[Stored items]
====

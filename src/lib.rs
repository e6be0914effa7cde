//! Live polls, comment threads and admin analytics for an online academy,
//! served over HTTP with server-sent events and a WebSocket.

pub mod aggregator;
pub mod controllers;
pub mod db;
pub mod middleware;
pub mod models;
pub mod realtime;
pub mod routes;
pub mod services;
pub mod state;
pub mod utils;
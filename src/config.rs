//! Configuration for IMAP and database connections
//!
//! Command-line flags are merged with environment variables: `IMAP_PASSWORD`
//! for the mail account, the conventional `PG*` variables for the database,
//! and `MAIL_SCAN_*_TIMEOUT_MS` for transport timeouts. Passwords are stored
//! using `SecretString` to prevent accidental logging.

use std::env;
use std::env::VarError;
use std::path::PathBuf;

use secrecy::SecretString;

use crate::cli::Cli;
use crate::errors::{AppError, AppResult};

/// IMAP account configuration
#[derive(Debug, Clone)]
pub struct ImapAccount {
    /// IMAP server hostname
    pub host: String,
    /// IMAP server port (typically 993 for TLS)
    pub port: u16,
    /// Username for authentication
    pub user: String,
    /// Password stored in a type that prevents accidental logging
    pub pass: SecretString,
}

/// Transport timeouts, overridable via `MAIL_SCAN_*_TIMEOUT_MS`
#[derive(Debug, Clone)]
pub struct TimeoutConfig {
    /// TCP connection timeout in milliseconds
    pub connect_timeout_ms: u64,
    /// IMAP greeting/TLS handshake timeout in milliseconds
    pub greeting_timeout_ms: u64,
    /// Socket I/O timeout in milliseconds
    pub socket_timeout_ms: u64,
}

/// PostgreSQL connection details for the known-keys store
#[derive(Debug, Clone)]
pub struct DatabaseConfig {
    pub host: String,
    pub port: u16,
    pub name: String,
    pub user: String,
    pub password: SecretString,
}

/// Fully-resolved run configuration
#[derive(Debug, Clone)]
pub struct ScanConfig {
    /// Mail account to scan
    pub account: ImapAccount,
    /// Transport timeouts
    pub timeouts: TimeoutConfig,
    /// Database connection, present only in incremental mode
    pub database: Option<DatabaseConfig>,
    /// Whether to skip messages already in the database
    pub incremental: bool,
    /// Scan only this mailbox
    pub limit_mailbox: Option<String>,
    /// Output SQL file (stdout when absent)
    pub output: Option<PathBuf>,
}

impl ScanConfig {
    /// Resolve the full configuration from CLI flags and environment
    ///
    /// # Errors
    ///
    /// Returns `InvalidInput` when a required value is missing (username,
    /// password, database coordinates in incremental mode), when `--no-ssl`
    /// is requested, or when an environment override is malformed.
    pub fn from_cli(cli: Cli) -> AppResult<Self> {
        if cli.no_ssl {
            return Err(AppError::InvalidInput(
                "insecure IMAP is not supported; connect over TLS".to_owned(),
            ));
        }

        let user = cli.username.ok_or_else(|| {
            AppError::InvalidInput("--username is required".to_owned())
        })?;
        let pass = cli
            .password
            .or_else(|| env_string("IMAP_PASSWORD"))
            .ok_or_else(|| {
                AppError::InvalidInput(
                    "IMAP password is required; pass --password or set IMAP_PASSWORD".to_owned(),
                )
            })?;

        let account = ImapAccount {
            host: cli.host.unwrap_or_else(|| "localhost".to_owned()),
            port: cli.port,
            user,
            pass: SecretString::new(pass.into()),
        };

        let database = if cli.incremental {
            Some(resolve_database(
                cli.db_host,
                cli.db_port,
                cli.db_name,
                cli.db_user,
                cli.db_password,
            )?)
        } else {
            None
        };

        Ok(Self {
            account,
            database,
            timeouts: TimeoutConfig {
                connect_timeout_ms: parse_u64_env("MAIL_SCAN_CONNECT_TIMEOUT_MS", 30_000)?,
                greeting_timeout_ms: parse_u64_env("MAIL_SCAN_GREETING_TIMEOUT_MS", 15_000)?,
                socket_timeout_ms: parse_u64_env("MAIL_SCAN_SOCKET_TIMEOUT_MS", 300_000)?,
            },
            incremental: cli.incremental,
            limit_mailbox: cli.limit_mailbox,
            output: cli.output,
        })
    }
}

/// Resolve database coordinates from flags with `PG*` fallbacks
fn resolve_database(
    host: Option<String>,
    port: Option<u16>,
    name: Option<String>,
    user: Option<String>,
    password: Option<String>,
) -> AppResult<DatabaseConfig> {
    let name = name.or_else(|| env_string("PGDATABASE")).ok_or_else(|| {
        AppError::InvalidInput(
            "--db-name is required for incremental mode (or set PGDATABASE)".to_owned(),
        )
    })?;
    let user = user.or_else(|| env_string("PGUSER")).ok_or_else(|| {
        AppError::InvalidInput(
            "--db-user is required for incremental mode (or set PGUSER)".to_owned(),
        )
    })?;
    let password = password
        .or_else(|| env_string("PGPASSWORD"))
        .ok_or_else(|| {
            AppError::InvalidInput(
                "database password is required; pass --db-password or set PGPASSWORD".to_owned(),
            )
        })?;
    let port = match port {
        Some(p) => p,
        None => parse_u16_env("PGPORT", 5432)?,
    };

    Ok(DatabaseConfig {
        host: host
            .or_else(|| env_string("PGHOST"))
            .unwrap_or_else(|| "localhost".to_owned()),
        port,
        name,
        user,
        password: SecretString::new(password.into()),
    })
}

/// Read an environment variable, treating blank values as unset
fn env_string(key: &str) -> Option<String> {
    match env::var(key) {
        Ok(v) if !v.trim().is_empty() => Some(v),
        _ => None,
    }
}

/// Parse a `u16` environment variable with default fallback
///
/// Returns `default` if unset.
///
/// # Errors
///
/// Returns `InvalidInput` if the variable is set but not a valid `u16`.
fn parse_u16_env(key: &str, default: u16) -> AppResult<u16> {
    match env::var(key) {
        Ok(v) => v.parse::<u16>().map_err(|_| {
            AppError::InvalidInput(format!("invalid u16 environment variable {key}: '{v}'"))
        }),
        Err(VarError::NotPresent) => Ok(default),
        Err(VarError::NotUnicode(_)) => Err(AppError::InvalidInput(format!(
            "environment variable {key} contains non-unicode data"
        ))),
    }
}

/// Parse a `u64` environment variable with default fallback
///
/// Returns `default` if unset.
///
/// # Errors
///
/// Returns `InvalidInput` if the variable is set but not a valid `u64`.
fn parse_u64_env(key: &str, default: u64) -> AppResult<u64> {
    match env::var(key) {
        Ok(v) => v.parse::<u64>().map_err(|_| {
            AppError::InvalidInput(format!("invalid u64 environment variable {key}: '{v}'"))
        }),
        Err(VarError::NotPresent) => Ok(default),
        Err(VarError::NotUnicode(_)) => Err(AppError::InvalidInput(format!(
            "environment variable {key} contains non-unicode data"
        ))),
    }
}
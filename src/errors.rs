//! Application error model with process exit-code mapping
//!
//! Defines a typed error hierarchy using `thiserror` for internal error
//! handling. The scan loop decides which variants are fatal and which are
//! recoverable; `main` derives the process exit code from whatever reaches it.

use thiserror::Error;

/// Application error type
///
/// Covers all error cases the mailbox scanner may encounter. Recoverable
/// failures (per-mailbox, per-message) are counted and logged by the scan
/// loop; only fatal ones propagate out of it.
#[derive(Debug, Error)]
pub enum AppError {
    /// Invalid user input (missing flag, malformed configuration value)
    #[error("invalid input: {0}")]
    InvalidInput(String),
    /// Resource not found (mailbox cannot be selected, message gone)
    #[error("not found: {0}")]
    NotFound(String),
    /// Authentication failure (bad IMAP credentials)
    #[error("authentication failed: {0}")]
    AuthFailed(String),
    /// Operation timeout (TCP connect, TLS handshake, IMAP response)
    #[error("operation timed out: {0}")]
    Timeout(String),
    /// Structurally undecodable message input
    #[error("parse error: {0}")]
    Parse(String),
    /// Known-keys database failure
    #[error("database error: {0}")]
    Database(String),
    /// Record sink failure (cannot open or write the output stream)
    #[error("output error: {0}")]
    Output(String),
    /// Internal error (unexpected failure, external crate error)
    #[error("internal error: {0}")]
    Internal(String),
}

impl AppError {
    /// Process exit code for a fatal error
    ///
    /// Usage errors exit with 2 so callers can distinguish a bad invocation
    /// from a run that failed against live collaborators.
    pub fn exit_code(&self) -> i32 {
        match self {
            Self::InvalidInput(_) => 2,
            _ => 1,
        }
    }
}

/// Type alias for fallible return values
///
/// Use this for all internal functions that can fail. Provides a consistent
/// error type throughout the codebase.
pub type AppResult<T> = Result<T, AppError>;
//! Structured-record serialization
//!
//! Renders analyzed messages into injection-safe PostgreSQL statements and
//! emits the schema and framing around them. Two escaping regimes coexist
//! and must not be mixed: plain string literals double both quotes and
//! backslashes, while the JSONB document literal doubles only quotes. The
//! JSON encoder has already produced correct backslash escapes there, and
//! doubling them again corrupts embedded control sequences.

use crate::message::AnalyzedMessage;
use crate::models::{MessageKey, MessageMetadata, ScanStatistics};

/// Target table creation, tolerant of an existing table (incremental mode)
pub const CREATE_TABLE_IF_NOT_EXISTS: &str = "CREATE TABLE IF NOT EXISTS email_messages (
    mailbox TEXT NOT NULL,
    uid TEXT NOT NULL,
    message_id TEXT NOT NULL,
    flags TEXT[],
    internal_date TIMESTAMP,
    rfc822_size BIGINT,
    headers JSONB NOT NULL,
    body_length INTEGER NOT NULL DEFAULT 0,
    attachment_count INTEGER NOT NULL DEFAULT 0,
    attachment_total_size BIGINT NOT NULL DEFAULT 0,
    scan_date TIMESTAMP NOT NULL DEFAULT CURRENT_TIMESTAMP,
    PRIMARY KEY (mailbox, uid)
);";

/// Indexes for common queries, tolerant of existing indexes
pub const INDEX_STATEMENTS: [&str; 6] = [
    "CREATE INDEX IF NOT EXISTS idx_email_messages_message_id ON email_messages(message_id);",
    "CREATE INDEX IF NOT EXISTS idx_email_messages_mailbox ON email_messages(mailbox);",
    "CREATE INDEX IF NOT EXISTS idx_email_messages_internal_date ON email_messages(internal_date);",
    "CREATE INDEX IF NOT EXISTS idx_email_messages_flags ON email_messages USING GIN(flags);",
    "CREATE INDEX IF NOT EXISTS idx_email_messages_scan_date ON email_messages(scan_date);",
    "CREATE INDEX IF NOT EXISTS idx_email_messages_headers ON email_messages USING GIN(headers);",
];

/// Escape a free-text value into a quoted SQL string literal
///
/// Single quotes and backslashes are doubled.
pub fn escape_string(value: &str) -> String {
    let escaped = value.replace('\'', "''").replace('\\', "\\\\");
    format!("'{escaped}'")
}

/// Format a flag list as a PostgreSQL array constructor
///
/// An empty list renders as a typed empty array, never as NULL or an empty
/// string; each element is individually string-escaped.
pub fn format_text_array(values: &[String]) -> String {
    if values.is_empty() {
        return "ARRAY[]::TEXT[]".to_owned();
    }
    let escaped: Vec<String> = values.iter().map(|v| escape_string(v)).collect();
    format!("ARRAY[{}]", escaped.join(", "))
}

/// Format the header map as a quoted JSONB document literal
///
/// The map is serialized to compact JSON preserving all Unicode, then only
/// the quote character is escaped for embedding. Backslashes are left alone:
/// the JSON encoder already emitted the correct escape sequences.
pub fn format_jsonb(headers: &[(String, Vec<String>)]) -> String {
    let mut root = serde_json::Map::new();
    for (name, values) in headers {
        let array = values
            .iter()
            .map(|v| serde_json::Value::String(v.clone()))
            .collect();
        root.insert(name.clone(), serde_json::Value::Array(array));
    }
    let document = serde_json::Value::Object(root).to_string();
    format!("'{}'", document.replace('\'', "''"))
}

/// Render one message as an INSERT statement
///
/// Column order matches the table definition; absent numeric and timestamp
/// metadata renders as explicit NULL.
pub fn render_insert(
    key: &MessageKey,
    meta: &MessageMetadata,
    message: &AnalyzedMessage,
    scan_timestamp: &str,
) -> String {
    let internal_date = match meta.internal_date {
        Some(dt) => format!("'{}'", dt.to_rfc3339()),
        None => "NULL".to_owned(),
    };
    let size = match meta.size {
        Some(n) => n.to_string(),
        None => "NULL".to_owned(),
    };
    format!(
        "INSERT INTO email_messages (mailbox, uid, message_id, flags, internal_date, \
         rfc822_size, headers, body_length, attachment_count, attachment_total_size, scan_date)\n\
         VALUES ({}, {}, {}, {}, {}, {}, {}::jsonb, {}, {}, {}, '{}');\n",
        escape_string(&key.mailbox),
        escape_string(&key.uid),
        escape_string(&message.message_id),
        format_text_array(&meta.flags),
        internal_date,
        size,
        format_jsonb(&message.headers),
        message.body_length,
        message.attachment_count,
        message.attachment_total_size,
        scan_timestamp,
    )
}

/// Leading comment block and transaction opener
pub fn script_header(incremental: bool, generated: &str) -> String {
    let mode = if incremental {
        "Incremental (only new messages)"
    } else {
        "Full scan"
    };
    format!(
        "-- IMAP Mailbox Analysis\n-- Generated: {generated}\n-- Mode: {mode}\n--\n\nBEGIN;\n\n"
    )
}

/// Full-mode schema: drop and recreate the table and its indexes
pub fn full_schema() -> String {
    let mut out = String::from("DROP TABLE IF EXISTS email_messages CASCADE;\n\n");
    out.push_str(CREATE_TABLE_IF_NOT_EXISTS);
    out.push_str("\n\n-- Create indexes for common queries\n");
    for index in INDEX_STATEMENTS {
        out.push_str(index);
        out.push('\n');
    }
    out.push('\n');
    out
}

/// Incremental-mode schema: create-if-absent only
///
/// Written when the live table is missing so the generated script documents
/// what `ensure_schema` created.
pub fn incremental_schema() -> String {
    let mut out = String::from("-- Creating email_messages table\n");
    out.push_str(CREATE_TABLE_IF_NOT_EXISTS);
    out.push_str("\n\n-- Create indexes for common queries\n");
    for index in INDEX_STATEMENTS {
        out.push_str(index);
        out.push('\n');
    }
    out.push('\n');
    out
}

/// Transaction close plus the trailing statistics comment block
///
/// Counts come straight from the run's accumulator; nothing here is
/// recomputed or estimated.
pub fn script_footer(stats: &ScanStatistics, incremental: bool) -> String {
    let mut out = String::from("\nCOMMIT;\n\n-- Scan Statistics\n");
    out.push_str(&format!(
        "-- Total mailboxes scanned: {}\n",
        stats.mailboxes
    ));
    out.push_str(&format!(
        "-- Total messages processed: {}\n",
        stats.processed
    ));
    if incremental {
        out.push_str(&format!("-- Known messages skipped: {}\n", stats.skipped));
    }
    out.push_str(&format!(
        "-- Duplicate messages skipped: {}\n",
        stats.duplicates
    ));
    out.push_str(&format!(
        "-- Total body size: {} bytes ({:.2} MB)\n",
        group_thousands(stats.body_bytes),
        megabytes(stats.body_bytes)
    ));
    out.push_str(&format!("-- Total attachments: {}\n", stats.attachments));
    out.push_str(&format!(
        "-- Total attachment size: {} bytes ({:.2} MB)\n",
        group_thousands(stats.attachment_bytes),
        megabytes(stats.attachment_bytes)
    ));
    out.push_str(&format!("-- Errors encountered: {}\n", stats.errors));
    out
}

fn megabytes(bytes: u64) -> f64 {
    bytes as f64 / 1024.0 / 1024.0
}

/// Group digits in threes for the human-readable byte totals
fn group_thousands(n: u64) -> String {
    let digits = n.to_string();
    let mut out = String::with_capacity(digits.len() + digits.len() / 3);
    for (i, ch) in digits.chars().enumerate() {
        if i > 0 && (digits.len() - i) % 3 == 0 {
            out.push(',');
        }
        out.push(ch);
    }
    out
}
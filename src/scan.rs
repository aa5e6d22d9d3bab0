//! Scan orchestration
//!
//! Sequences one run: list mailboxes, then per mailbox select, diff against
//! the known set, fetch and analyze the survivors, serialize records, and
//! finally emit the aggregate statistics. The upstream IMAP session is a
//! single stateful connection, so everything here is strictly sequential.
//!
//! Failure discipline: a listing failure aborts the run; a select or search
//! failure skips the mailbox; a per-message fetch or analysis failure skips
//! the message. Already-known UIDs and within-run duplicates are counted,
//! never treated as errors.

use std::collections::HashSet;
use std::io::Write;

use chrono::{SecondsFormat, Utc};

use crate::dedup::DedupGuard;
use crate::diff::classify;
use crate::errors::{AppError, AppResult};
use crate::listing::{parse_fetch_meta, parse_listing};
use crate::message::analyze;
use crate::models::{MessageKey, ScanStatistics, UidCandidate};
use crate::sql;

/// Mail session collaborator
///
/// Narrow view of an authenticated IMAP connection. Listing and metadata
/// fetches surface raw response lines (envelope and tag lines already
/// stripped) so the response parser owns all interpretation; only message
/// bodies arrive as bytes.
#[allow(async_fn_in_trait)]
pub trait MailSession {
    /// Raw LIST response lines, one per mailbox entry
    async fn list_mailboxes(&mut self) -> AppResult<Vec<String>>;
    /// Open a mailbox read-only
    async fn select(&mut self, mailbox: &str) -> AppResult<()>;
    /// Sequence numbers of every message in the selected mailbox, ascending
    async fn search_all(&mut self) -> AppResult<Vec<u32>>;
    /// Raw UID-only fetch response line for one message
    async fn fetch_uid_line(&mut self, seq: u32) -> AppResult<String>;
    /// Raw metadata line plus full RFC822 body for one message
    async fn fetch_full(&mut self, seq: u32) -> AppResult<(String, Vec<u8>)>;
}

/// Known-keys store collaborator (incremental mode only)
#[allow(async_fn_in_trait)]
pub trait KnownKeys {
    /// Snapshot of UIDs already indexed for a mailbox
    async fn known_uids(&self, mailbox: &str) -> AppResult<HashSet<String>>;
    /// Whether the target table exists
    async fn table_exists(&self) -> AppResult<bool>;
    /// Idempotently create the target table and indexes
    async fn ensure_schema(&self) -> AppResult<()>;
}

====

### WHAT THIS TASK INVOLVES
Which of the lines above mention the word "Returns"? Pull those lines out.

### ANSWER TO THIS TASK
    /// Returns `InvalidInput` when a required value is missing (username,
/// Returns `default` if unset.
/// Returns `InvalidInput` if the variable is set but not a valid `u16`.
/// Returns `default` if unset.
/// Returns `InvalidInput` if the variable is set but not a valid `u64`.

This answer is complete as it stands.